TASK STATEMENT |
Pick out each line below containing "prefix".

───── DATA TO EXAMINE ─────

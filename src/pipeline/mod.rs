//! Pipeline module
//!
//! Runs one registry job: Extract → Transform → Load.
//!
//! # Overview
//!
//! - `Pipeline` - builds the extractor and loader a job needs from config
//! - `execute` - the run itself, over any extractor and loader
//! - `RunSummary` - counts and the destination's report
//!
//! Stages run strictly in order. Any extraction or transform error aborts
//! the run before the destination is touched, so a failed run never
//! writes a partial record set.

mod types;

pub use types::{RunOptions, RunSummary};

use crate::config::PipelineConfig;
use crate::decode::DecoderConfig;
use crate::error::Result;
use crate::extract::{
    DelimitedExtractor, Extractor, PartitionExtractor, ReportExtractor, SourceDescriptor,
    SqlExtractor,
};
use crate::http::{HttpClient, HttpClientConfig};
use crate::load::{CatalogLoader, Destination, Loader, ObjectStoreLoader};
use crate::output::ObjectStorage;
use crate::registry::{Job, Registry};
use crate::transform::{ProfileKind, Transformer};
use std::time::{Duration, Instant};
use tracing::info;

/// Run orchestrator over one configuration
#[derive(Debug, Clone)]
pub struct Pipeline {
    config: PipelineConfig,
    registry: Registry,
}

impl Pipeline {
    /// Create a pipeline with the config's registry
    pub fn new(config: PipelineConfig) -> Result<Self> {
        let registry = Registry::from_config(&config)?;
        Ok(Self { config, registry })
    }

    /// The configuration
    pub fn config(&self) -> &PipelineConfig {
        &self.config
    }

    /// The jobs this pipeline can run
    pub fn registry(&self) -> &Registry {
        &self.registry
    }

    /// Run a job by name
    pub async fn run(&self, name: &str, options: &RunOptions) -> Result<RunSummary> {
        let job = self.registry.get(name)?;
        job.validate(&self.config)?;

        info!(
            "Running '{}': {} -> {}",
            job.name,
            job.source.kind(),
            job.destination.describe()
        );

        let extractor = self.extractor(job, options)?;
        let loader = if options.dry_run {
            None
        } else {
            Some(self.loader(job)?)
        };

        execute(extractor.as_ref(), job.profile, loader.as_deref()).await
    }

    /// Build the extractor for a job
    pub fn extractor(&self, job: &Job, options: &RunOptions) -> Result<Box<dyn Extractor>> {
        let extractor: Box<dyn Extractor> = match &job.source {
            SourceDescriptor::Sql { sql, .. } => Box::new(SqlExtractor::connect(
                job.name.clone(),
                sql.clone(),
                self.config.require_database()?,
            )?),
            SourceDescriptor::Delimited { endpoint, encoding } => {
                let endpoint = self.config.require_endpoint(endpoint)?;
                let decoder = DecoderConfig::tsv().with_encoding(endpoint.encoding(*encoding));
                Box::new(DelimitedExtractor::new(
                    job.name.clone(),
                    endpoint.url(),
                    decoder,
                    self.http_client()?,
                ))
            }
            SourceDescriptor::Report { report } => Box::new(ReportExtractor::new(
                job.name.clone(),
                *report,
                options.as_of,
                self.config.require_report_server()?.clone(),
                Duration::from_secs(self.config.http.timeout_secs),
            )?),
            SourceDescriptor::Partitions { prefix } => Box::new(PartitionExtractor::new(
                job.name.clone(),
                prefix.clone(),
                self.storage()?,
            )),
        };
        Ok(extractor)
    }

    /// Build the loader for a job
    pub fn loader(&self, job: &Job) -> Result<Box<dyn Loader>> {
        let loader: Box<dyn Loader> = match &job.destination {
            Destination::ObjectStorage { name, format } => {
                Box::new(ObjectStoreLoader::new(self.storage()?, name.clone(), *format))
            }
            Destination::Catalog { dataset, mode } => {
                let catalog = self.config.require_catalog()?;
                Box::new(CatalogLoader::new(catalog, catalog.dataset_id(dataset)?, *mode)?)
            }
        };
        Ok(loader)
    }

    fn storage(&self) -> Result<ObjectStorage> {
        ObjectStorage::from_config(self.config.require_object_store()?)
    }

    fn http_client(&self) -> Result<HttpClient> {
        let mut builder = HttpClientConfig::builder()
            .timeout(Duration::from_secs(self.config.http.timeout_secs));
        if let Some(ref agent) = self.config.http.user_agent {
            builder = builder.user_agent(agent.clone());
        }
        HttpClient::with_config(builder.build())
    }
}

/// Extract, transform every extract with the profile, then load once
///
/// Without a loader the run stops after the transform and reports the
/// record count as a dry run.
pub async fn execute(
    extractor: &dyn Extractor,
    profile: ProfileKind,
    loader: Option<&dyn Loader>,
) -> Result<RunSummary> {
    let start = Instant::now();
    let destination = loader.map_or_else(|| "dry run".to_string(), |l| l.destination());
    let mut summary = RunSummary::new(extractor.source_name(), destination);

    let extracts = extractor.extract().await?;

    let mut records = Vec::new();
    for extract in &extracts {
        summary.add_extract(extract.len());
        let transformer = Transformer::new(profile.build(&extract.table)?);
        let transformed = transformer.transform(&extract.table, &extract.context)?;
        summary.add_records(transformed.len());
        records.extend(transformed);
    }

    info!(
        "Transformed {} records for '{}' from {} extract(s)",
        records.len(),
        summary.source,
        summary.extracts
    );

    match loader {
        Some(loader) => {
            let result = loader.load(&records).await?;
            info!(
                "Loaded '{}' into {}: {} created, {} updated, {} errors",
                summary.source,
                summary.destination,
                result.created,
                result.updated,
                result.errors
            );
            summary.load = Some(result);
        }
        None => {
            info!("Dry run: {} records not loaded", records.len());
            summary.dry_run = true;
        }
    }

    summary.set_duration(start.elapsed().as_millis() as u64);
    Ok(summary)
}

─────

TASK ANSWER |
            SourceDescriptor::Partitions { prefix } => Box::new(PartitionExtractor::new(
                prefix.clone(),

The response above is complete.